I finally fessed up to my doctor that I have a drinking problem. I blacked out on Monday night and missed work. Finally set up that appointment and glad I did.
She thinks I drink to regulate my dopamine levels or something like that. I’ve binge ate, drank coffee, etc. That’s why I can’t stop.
Wellbutrin is usually for smoking but my usual “three days later” craving isn’t there. Okay, I’ve been slightly manic cleaning house but it beats the alternative.
We’ll see. I’m hopeful to get my motivation to do, well, anything back. Worth a shot.
I was on welbutrin for depression for a couple years. First few months, I was euphoric, had insomnia, and was extremely energetic then my emotions leveled out. I didn’t notice anything with regard to drinking or smoking cravings - still did both but I did notice that when I drank while taking it, alcohol would affect me immediately and my hangovers were absolutely horrible. I didn’t care at the time since I was on welbutrin for depression, I ended up stopping when it started having the opposite affect (instead of making me feel good, my depression and anger worsened) but hopefully you’ll have a positive experience. Stay strong! just continue to be honest with your doctor about how you’re feeling.
My house is spotless now i have stopped drinking. Constantly hunting around for things to straighten or scrub lol. It used to be so messy before and i didn’t care
I took Wellbutrin 9 years ago for roughly 3 months to give me the final kick I needed to quit smoking…it really helped. It also gave me wicked insomnia, which I had bad enough already…so 3 months was long enough for me. Glad it is helping you!
Just my opinion here, from many years of trying different antidepressants-- I think they’re totally worth a shot even if alcoholism is your main issue. When you take the alcohol away, it sometimes becomes clearer that shit is not right mentally-- which you can seek outside help for. Sometimes therapy, other 12 groups, or meds can help. But it can take a while for their effects to even out, and it can take a while to even find the right medication. Brain chemistry is weird and unpredictable. I used to get so discouraged and pissed off when they didn’t do anything, I’d swear I’d never take one again. But finally, I quit drinking and one actually helped. Anyway, this is a really long winded way to say, good luck!
Currently using Wellbutrin but not like clockwork so I’m sometimes manic and sometimes ridiculously existentialist. It can make a pretty good difference though if used right. I’m still trying to figure out if it’s actually a good long term behavioral med for me though, but definitely good luck and just see what works for you!

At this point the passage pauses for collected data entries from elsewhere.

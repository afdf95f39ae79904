use std::fmt;
use std::sync::Arc;

use crate::continuation::{ChainContinuation, MapContinuation};
use crate::state::{Completion, Reaction, SharedState};
use crate::{Failure, Promise};

/// The single-use read end of a promise/future pair.
///
/// A future is consumed by its first use: [`get`][Self::get] blocks for and
/// returns the outcome, while [`then`][Self::then], [`and_then`][Self::and_then]
/// and [`on_failure`][Self::on_failure] attach a reaction that the fulfilling
/// thread runs inline. Futures are move-only and may be sent across threads.
///
/// Failures travel down continuation chains on their own: every link forwards
/// an upstream failure to its downstream future without invoking the user
/// function, so only the final consumer needs to look at the error.
///
/// # Examples
///
/// ```rust
/// use promises::Promise;
///
/// let (mut promise, future) = Promise::pair();
/// let chained = future.then(|x: u32| x + 1).then(|x| x * 10);
///
/// promise.set_value(4).unwrap();
/// assert_eq!(chained.get().unwrap(), 50);
/// ```
pub struct Future<T>
where
    T: Send + 'static,
{
    shared: Arc<SharedState<T>>,
}

impl<T> Future<T>
where
    T: Send + 'static,
{
    pub(crate) fn new(shared: Arc<SharedState<T>>) -> Self {
        Self { shared }
    }

    /// Creates a future that is already fulfilled with `value`.
    ///
    /// Useful as the short-circuit arm of an [`and_then`][Self::and_then]
    /// continuation that does not always need to start more work.
    #[must_use]
    pub fn ready(value: T) -> Self {
        let shared = Arc::new(SharedState::new());
        shared.complete(Completion::Value(value));
        Self { shared }
    }

    /// Blocks until the promise side settles, then returns the outcome.
    ///
    /// This is the only blocking operation in the crate. If the promise was
    /// dropped unfulfilled the failure is
    /// [`PromiseError::BrokenPromise`][crate::PromiseError::BrokenPromise],
    /// so `get` never blocks forever on an abandoned producer.
    ///
    /// # Errors
    ///
    /// Returns the stored failure if the promise was fulfilled with one.
    pub fn get(self) -> Result<T, Failure> {
        match self.shared.wait_settled() {
            Completion::Value(value) => Ok(value),
            Completion::Failure(failure) => Err(failure),
        }
    }

    /// Attaches a transforming continuation and returns the future of its
    /// result.
    ///
    /// If this future already settled with a value, `func` runs immediately on
    /// the calling thread; otherwise it runs on whichever thread fulfills the
    /// promise. If this future settled (or later settles) with a failure, the
    /// failure is forwarded to the returned future and `func` is never
    /// invoked. A panic in `func` fails the returned future with
    /// [`PanicError`][crate::PanicError].
    ///
    /// # Examples
    ///
    /// ```rust
    /// use promises::Promise;
    ///
    /// let (mut promise, future) = Promise::pair();
    /// let doubled = future.then(|x: u32| x * 2);
    ///
    /// promise.set_value(21).unwrap();
    /// assert_eq!(doubled.get().unwrap(), 42);
    /// ```
    #[must_use]
    pub fn then<R, F>(self, func: F) -> Future<R>
    where
        R: Send + 'static,
        F: FnOnce(T) -> R + Send + 'static,
    {
        let (downstream, result) = Promise::pair();
        self.shared
            .attach(Reaction::Continue(Box::new(MapContinuation::new(
                func, downstream,
            ))));
        result
    }

    /// Attaches a continuation that itself returns a future, collapsing the
    /// nesting.
    ///
    /// The future returned by `func` is chained into the returned future, so
    /// the result is a `Future<R>`, never a future of a future, and it
    /// settles when the inner future settles.
    ///
    /// # Examples
    ///
    /// ```rust
    /// use promises::Promise;
    ///
    /// let (mut first, first_future) = Promise::pair();
    /// let (mut second, second_future) = Promise::pair();
    ///
    /// let flattened = first_future.and_then(move |_: u32| second_future);
    ///
    /// first.set_value(7).unwrap();
    /// second.set_value(99).unwrap();
    /// assert_eq!(flattened.get().unwrap(), 99);
    /// ```
    #[must_use]
    pub fn and_then<R, F>(self, func: F) -> Future<R>
    where
        R: Send + 'static,
        F: FnOnce(T) -> Future<R> + Send + 'static,
    {
        let (downstream, result) = Promise::pair();
        self.shared
            .attach(Reaction::Continue(Box::new(ChainContinuation::new(
                func, downstream,
            ))));
        result
    }

    /// Attaches a failure observer.
    ///
    /// `func` is invoked with the failure if this future settled (or later
    /// settles) with one; a value retires the observer without invoking it.
    ///
    /// # Examples
    ///
    /// ```rust
    /// use promises::{Promise, PromiseError};
    ///
    /// let (promise, future) = Promise::<u32>::pair();
    /// future.on_failure(|failure| {
    ///     assert!(failure.is::<PromiseError>());
    /// });
    /// drop(promise); // breaks the promise, invoking the observer
    /// ```
    pub fn on_failure<F>(self, func: F)
    where
        F: FnOnce(Failure) + Send + 'static,
    {
        self.shared.attach(Reaction::ObserveFailure(Box::new(func)));
    }

    /// Chains this future into `downstream`: an already-arrived outcome is
    /// forwarded immediately, otherwise `downstream` is installed in the
    /// chained-promise slot and fulfilled whenever this future settles.
    pub(crate) fn chain_into(self, downstream: Promise<T>) {
        self.shared.attach(Reaction::Forward(downstream));
    }
}

impl<T> fmt::Debug for Future<T>
where
    T: Send + 'static,
{
    fn fmt(&self, f: &mut fmt::Formatter<'_>) -> fmt::Result {
        f.debug_struct("Future")
            .field("state", &self.shared.status())
            .finish()
    }
}
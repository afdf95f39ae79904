//! Continuation records stored in a shared state's reaction slot.
//!
//! A continuation is polymorphic over its return type, so the state stores it
//! behind a two-method trait object: one arm receives the upstream value, the
//! other the upstream failure. Each holder owns the user function and the
//! downstream promise, and invoking either arm consumes the holder.

use std::panic::{self, AssertUnwindSafe};

use crate::future::Future;
use crate::promise::Promise;
use crate::Failure;

/// The two-armed continuation record.
pub(crate) trait Continuation<T>: Send {
    /// The upstream settled with a value.
    fn on_value(self: Box<Self>, value: T);

    /// The upstream settled with a failure; it is forwarded downstream
    /// without invoking the user function.
    fn on_failure(self: Box<Self>, failure: Failure);
}

/// Runs a user continuation, converting a panic into a failure outcome.
pub(crate) fn catch_failure<R>(func: impl FnOnce() -> R) -> Result<R, Failure> {
    panic::catch_unwind(AssertUnwindSafe(func)).map_err(Failure::from_panic)
}

/// Holder for `then`: the function's return value fulfills the downstream
/// promise directly.
pub(crate) struct MapContinuation<F, R>
where
    R: Send + 'static,
{
    func: F,
    downstream: Promise<R>,
}

impl<F, R> MapContinuation<F, R>
where
    R: Send + 'static,
{
    pub(crate) fn new(func: F, downstream: Promise<R>) -> Self {
        Self { func, downstream }
    }
}

impl<T, F, R> Continuation<T> for MapContinuation<F, R>
where
    T: Send + 'static,
    R: Send + 'static,
    F: FnOnce(T) -> R + Send + 'static,
{
    fn on_value(self: Box<Self>, value: T) {
        let Self { func, downstream } = *self;
        match catch_failure(move || func(value)) {
            Ok(result) => downstream.fulfill_value(result),
            Err(failure) => downstream.fulfill_failure(failure),
        }
    }

    fn on_failure(self: Box<Self>, failure: Failure) {
        let Self { downstream, .. } = *self;
        downstream.fulfill_failure(failure);
    }
}

/// Holder for `and_then`: the function returns another future, which is
/// chained into the downstream promise so the caller never observes nesting.
pub(crate) struct ChainContinuation<F, R>
where
    R: Send + 'static,
{
    func: F,
    downstream: Promise<R>,
}

impl<F, R> ChainContinuation<F, R>
where
    R: Send + 'static,
{
    pub(crate) fn new(func: F, downstream: Promise<R>) -> Self {
        Self { func, downstream }
    }
}

impl<T, F, R> Continuation<T> for ChainContinuation<F, R>
where
    T: Send + 'static,
    R: Send + 'static,
    F: FnOnce(T) -> Future<R> + Send + 'static,
{
    fn on_value(self: Box<Self>, value: T) {
        let Self { func, downstream } = *self;
        match catch_failure(move || func(value)) {
            Ok(inner) => inner.chain_into(downstream),
            Err(failure) => downstream.fulfill_failure(failure),
        }
    }

    fn on_failure(self: Box<Self>, failure: Failure) {
        let Self { downstream, .. } = *self;
        downstream.fulfill_failure(failure);
    }
}

#[cfg(test)]
mod tests {
    use super::*;
    use crate::PanicError;

    #[test]
    fn catch_failure_passes_values_through() {
        let result = catch_failure(|| 7);
        assert_eq!(result.unwrap(), 7);
    }

    #[test]
    fn catch_failure_converts_panics() {
        let result: Result<(), Failure> = catch_failure(|| panic!("deliberate"));

        let failure = result.unwrap_err();
        let panic = failure.downcast_ref::<PanicError>().unwrap();
        assert_eq!(panic.message(), "deliberate");
    }
}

It’s totally possible! I drank to lessen anxiety and ptsd symptoms (one of the reasons I drank anyway), which I believe are partially the result of a chemical imbalance in my brain from exposure to constant high stress and occasional trauma as a child. Turns out elevated stress hormones cause wear and tear on the brain and body! Unfortunately drinking doesn’t work forever, and can make it so much worse. A hangover was like a black pit. I was so much further down than I usually was.
Same here. I had panic attacks in college and still suffer pretty bad social anxiety. I can tell something is different on this med. With the coffee I don’t want more and more. I threw some away the other day and I never do that!
Not going to try the alcohol though. Last thing I need is a seizure alone in a blackout…
Try XR tabs if the regular release ones are too strong.
Wellbutrin works on dopamine so it’s ideal for withdrawal and cravings. It can be pretty strong for some people. If it’s making you feel weird, there’s other drugs now that regulate dopamine and norpendephrine as well. Good luck!
The energy boost was just one day. I’m on a strong dose 300mg and I’m not battling any strong urges. Thoughts here and there but nothing lasting. Still a little restless and moody but there’s definite improvement.
I tried Wellbutrin earlier this year, at 150mg I felt on edge and irritable but I didn’t realize what it was. Ended up at the hospital where they quickly changed it to 300mg(mind you I had just started the 150mg a week before the hospital and I was still tapering off the other medication I was on) and abruptly discontinued the medication I was tapering off of (cymbalta) long story short I will never take Wellbutrin again. It made me almost lose my mind, I have never EVER experience such irrational rage in my life. I seriously could have hurt someone on that medication. Anyway. That’s my experience with wellbutrin sadly I wanted it to work out, but it’s just not for me.
Yes the XR. I’m tolerating it really well. I think it was great to try Wellbutrin over an ssri at first because motivation and reward are messed up in my brain. It also serves as somewhat of an ADD med.
Anyway, all those horror stories aside, basically no side effect.